Rhoads has a very simple response to those concerns.

"Look at the community in general, our nation in general, you see this data that substance use, of overdoses, are rising," she said. "And how wonderful it is that we have this free, safe medication that really can be available to anybody."

Kirsten Vinther, a health educator and prevention specialist at Cal Poly, told The Tribune in an email that she and others at the university have greatly expanded educational outreach to students about Narcan over the last several years by giving presentations to all the fraternity and sorority executive council leadership and resident advisors.

But knowing about Narcan and having easy access to it are different things. Vinther noted that though Cal Poly may not have concrete data that prove students are overdosing on opioids, the data from the county show opioid overdoses have increased — a trend that is likely reflected in the campus community.

"Our students on campus are also part of the San Luis Obispo community. The more members of our community who have Narcan and understand how to use it, the better equipped we all are to respond in an overdose emergency," she wrote in an email.

There's also fear that because Narcan is a drug, people could become addicted to it or overdose on it, Rhoads said.

That's simply untrue, she said.

Additionally, anyone who takes Narcan who is not experiencing an opioid overdose will likely not feel anything because its sole job is to block the effects of opioids on the brain and restore breathing.

In other words, if there are no opioids in the person's system, nothing will change.
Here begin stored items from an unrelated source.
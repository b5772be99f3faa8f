pub mod evaluator;
pub mod features;
pub mod ingest;
pub mod predictor;
pub mod trainer;

pub use evaluator::*;
pub use features::*;
pub use ingest::*;
pub use predictor::*;
pub use trainer::*;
Winstead noted the fear that Narcan enables people to continue to abuse substances is fundamentally focused in the wrong direction when faced with the issue of addressing the opioid epidemic and drug abuse in the community.

"Dead people can't recover," Winstead said of substance addiction or abuse problems. "So if someone is in the throes of addiction and that's why they're using drugs ... or our students or anyone else is experiencing mental health crises and they're self-medicating around that — in order for them to make progress as a human, they need to be alive."

It's vital, Winstead said, to remember that Narcan is just like that fire extinguisher in your home — you hope to never use it, but it's there in case of an emergency.

"Your kid might not be experiencing long-term addiction. They may just take a drug at a party one time," she said. "Should they die from that because they didn't know better? No. Nobody should have to pay with their lives because their drugs are contaminated with fentanyl."

How to get help

If you or anyone you know are concerned about drug use or potential drug misuse or abuse, Mustangs for Recovery is an on-campus resource to help students. For those off campus or in the broader San Luis Obispo County community, there are resources available via Friday Night Live, or through San Luis Obispo County Behavioral Health's Drug & Alcohol services.

Additionally, SLO Bangers, a local syringe exchange and overdose prevention program led in part by Winstead, has overdose prevention training and overdose response kits — which include Narcan and fentanyl test strips — available for free. They can be contacted by calling or texting 805-458-0123 or messaging them via Facebook or Instagram.

If you are in crisis, please call the Central Coast Hotline at 800-783-0607. You may also call the National Suicide Prevention Lifeline at 800-273-8255 or text HELLO to 741-741.

CORRECTION: This article was updated to indicate the correct faculty member at UT Austin who had heard about the off-campus student overdoses in 2016, Lucas Hill.